• La rehabilitación y ampliación del estadio “20 de Noviembre” de Chetumal; ¿cuál es el monto de inversión y el origen del recurso?

Obra opaca y de dudosa calidad

En la remodelación del parque deportivo “20 de noviembre” hay cosas que no cuadran: a) la calidad de la obra y b) la falta de tranbsparenbcia. De pronto llegaron a desmontar techos derruídos, abrir zanjas para cimientos de ampliación y demoler algunas columnas que sostienen la barda para sustituirlas por otras de un poco más del doble de la medida actual.

Ubicadas en la avenida Independencia, las instalaciones, ya entrañables para los chetumaleños, está sometida a una rehabilitación y ampliación que mucho se agradece porque ya le hacía falta desde hace muchos años.
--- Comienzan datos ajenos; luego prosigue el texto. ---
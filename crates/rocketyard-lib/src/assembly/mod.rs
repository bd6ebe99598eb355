//! Rocket assembly: placed parts, the directed connection graph between
//! their attach nodes, and change notifications.
//!
//! - [`assembler`] - [`RocketAssembler`] and its mutators
//! - [`structure`] - Structure tree and stability heuristics
//! - [`events`] - Notifications delivered to subscribers after each commit
//!
//! The graph invariants hold after every public call: every connection
//! references existing instances, no attach node is used twice, and
//! following parent -> child edges never returns to the start.

pub mod assembler;
pub mod events;
pub mod structure;

pub use assembler::{
    AssemblyError, Connection, NodeRef, PartInstance, RocketAssembler, DEFAULT_CHILD_NODE,
    DEFAULT_PARENT_NODE,
};
pub use events::{AssemblyEvent, SubscriptionId, UpdateKind};
pub use structure::{StructureIssue, StructureIssueCode, StructureNode, StructureReport};

use std::sync::{Arc, Mutex};

/// One rocket shared across threads. Every mutation holds the lock for its
/// whole check-then-commit sequence.
pub type SharedAssembler = Arc<Mutex<RocketAssembler>>;

/// Wrap an assembler for shared use.
pub fn shared(assembler: RocketAssembler) -> SharedAssembler {
    Arc::new(Mutex::new(assembler))
}
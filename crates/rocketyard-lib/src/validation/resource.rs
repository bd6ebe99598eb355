use serde_json::{json, Value};

use super::finding::{ErrorCode, Finding, Findings};
use super::schema::{non_negative, unknown_variant};
use crate::catalog::FlowMode;
use crate::safe_access::{get_bool, get_f64, get_present, get_str, index_path, is_missing, type_name};

/// Plausible density range for propellants, in tonnes per unit.
const PROPELLANT_DENSITY_RANGE: std::ops::RangeInclusive<f64> = 0.00001..=0.05;
const PROPELLANTS: [&str; 5] = ["LiquidFuel", "Oxidizer", "MonoPropellant", "SolidFuel", "XenonGas"];

pub(crate) fn validate(entity: &Value, out: &mut Findings) {
    if let Some(density) = get_f64(entity, "density") {
        if density < 0.0 {
            out.error(
                ErrorCode::InvalidValue,
                "density",
                format!("Density must not be negative, got {density}"),
            );
        } else if density == 0.0 {
            out.warning(
                ErrorCode::UnusualValue,
                "density",
                "Density of 0 means the resource is massless",
            );
        }
    }

    if let Some(cost) = get_f64(entity, "unitCost") {
        non_negative(cost, "unitCost", out);
    }
    if let Some(energy) = get_f64(entity, "specificEnergy") {
        non_negative(energy, "specificEnergy", out);
    }

    let flow_mode = match get_str(entity, "flowMode") {
        Some(raw) => {
            let parsed = FlowMode::parse(raw);
            if parsed.is_none() {
                unknown_variant(raw, "flowMode", FlowMode::ALL.iter().map(|m| m.as_str()), out);
            }
            parsed
        }
        None => None,
    };

    if let (Some(false), Some(mode)) = (get_bool(entity, "transferable"), flow_mode) {
        if !mode.allows_locked_resource() {
            out.push(
                Finding::warning(
                    ErrorCode::ConstraintViolation,
                    "transferable",
                    format!("Non-transferable resource should use NO_FLOW or STAGE_LOCKED, not {mode}"),
                )
                .with_details(json!({ "flowMode": mode.as_str() })),
            );
        }
    }

    check_color(entity, out);

    let id = get_str(entity, "id").unwrap_or_default();
    match id {
        "ElectricCharge" => {
            if flow_mode.is_some_and(|m| m != FlowMode::AllVessel) {
                out.warning(
                    ErrorCode::UnusualValue,
                    "flowMode",
                    "ElectricCharge is expected to flow across the whole vessel (ALL_VESSEL)",
                );
            }
            if is_missing(entity, "specificEnergy") {
                out.warning(
                    ErrorCode::RecommendedFieldMissing,
                    "specificEnergy",
                    "ElectricCharge should declare its specificEnergy",
                );
            }
        }
        "SolidFuel" => {
            if get_bool(entity, "transferable") == Some(true) {
                out.warning(
                    ErrorCode::UnusualValue,
                    "transferable",
                    "SolidFuel is normally not transferable",
                );
            }
        }
        _ => {}
    }

    if PROPELLANTS.contains(&id) {
        if let Some(density) = get_f64(entity, "density").filter(|d| *d > 0.0) {
            if !PROPELLANT_DENSITY_RANGE.contains(&density) {
                out.warning(
                    ErrorCode::UnusualValue,
                    "density",
                    format!("Density {density} is outside the usual propellant range"),
                );
            }
        }
    }
}

fn check_color(entity: &Value, out: &mut Findings) {
    let Some(channels) = get_present(entity, "color").and_then(Value::as_array) else {
        return;
    };
    if channels.len() != 3 && channels.len() != 4 {
        out.error(
            ErrorCode::InvalidValue,
            "color",
            format!("Color must have 3 or 4 components, got {}", channels.len()),
        );
        return;
    }
    for (index, channel) in channels.iter().enumerate() {
        let path = index_path("color", index);
        match channel.as_f64() {
            None => out.error(
                ErrorCode::InvalidType,
                path,
                format!("Color component must be a number, got {}", type_name(channel)),
            ),
            Some(value) if !(0.0..=1.0).contains(&value) => out.error(
                ErrorCode::InvalidValue,
                path,
                format!("Color component must be within [0, 1], got {value}"),
            ),
            Some(_) => {}
        }
    }
}

#[cfg(test)]
mod tests {
    use super::*;

    fn run(entity: Value) -> Vec<Finding> {
        let mut out = Findings::new();
        validate(&entity, &mut out);
        out.into_vec()
    }

    #[test]
    fn locked_transfer_mismatch_is_single_warning() {
        let findings = run(json!({
            "id": "Ore", "name": "Ore", "density": 0.01,
            "transferable": false, "flowMode": "ALL_VESSEL"
        }));
        assert_eq!(findings.len(), 1);
        assert_eq!(findings[0].code, ErrorCode::ConstraintViolation);
        assert_eq!(findings[0].path, "transferable");
    }

    #[test]
    fn color_components_are_bounded() {
        let findings = run(json!({
            "id": "Ore", "density": 0.01, "flowMode": "ALL_VESSEL",
            "color": [0.5, 1.2, "red"]
        }));
        let located: Vec<(&str, ErrorCode)> =
            findings.iter().map(|f| (f.path.as_str(), f.code)).collect();
        assert_eq!(
            located,
            vec![("color[1]", ErrorCode::InvalidValue), ("color[2]", ErrorCode::InvalidType)]
        );
    }

    #[test]
    fn electric_charge_heuristics() {
        let findings = run(json!({
            "id": "ElectricCharge", "density": 0.0, "flowMode": "STAGE_PRIORITY_FLOW"
        }));
        let paths: Vec<&str> = findings.iter().map(|f| f.path.as_str()).collect();
        assert_eq!(paths, vec!["density", "flowMode", "specificEnergy"]);
    }

    #[test]
    fn unknown_flow_mode_is_invalid_value() {
        let findings = run(json!({"id": "Ore", "density": 0.01, "flowMode": "ALL_VESSELS"}));
        assert_eq!(findings.len(), 1);
        assert_eq!(findings[0].code, ErrorCode::InvalidValue);
        assert!(findings[0].message.contains("ALL_VESSEL"));
    }
}
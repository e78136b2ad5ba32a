pub mod aggregate;
pub mod common;
pub mod normalize;
pub mod report;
Una obra similar a la recién terminada del estadio “10 de abril”.

La calidad cuestionada

Sin embargo, en la forma está el fondo. No suena lógico que una barda que construyeron hace unos 40 años, sea el mismo cimiento para ampliarla hacia arriba al más del doble de altura. 

Usando la barda actual y su cimiento y cadena originales, superpusieron ocho hileras de bloques sobre la antigua barda de siete hileras de bloques. No suena lógico. Está bien que hay que ahorrar porque el presupuesto no alcanza, pero cualquier persona que no sepa nada de albañilería, como es mi caso, observa que no es lógico que vayan a duplicar la altura de la barda del campo “20 de noviembre", con sus mismos cimientos de hace cuatro décadas.

Opacidad

Además, esta obra pública de respetable inversión no presenta la información de ley sobre la descripción de la obra: monto de inversión, origen del recurso, población beneficiada. Nada! 

No existe esa información a la vista del público, como lo establece la ley, lo que representa una violación legal por parte de la misma autoridad responsable de la obra, sea municipal o estatal. No era arisca. Lo que no suena lógico suena metálico.

Opacidad en la obra del 20 de noviembre, cuando menos. Dudas ciudadanas sobre la calidad de la obra y si esa barda aguantará, ya no digamos un huracán, sino alguna tormenta; a ver si no se viene abajo. Usted tiene la última palabra.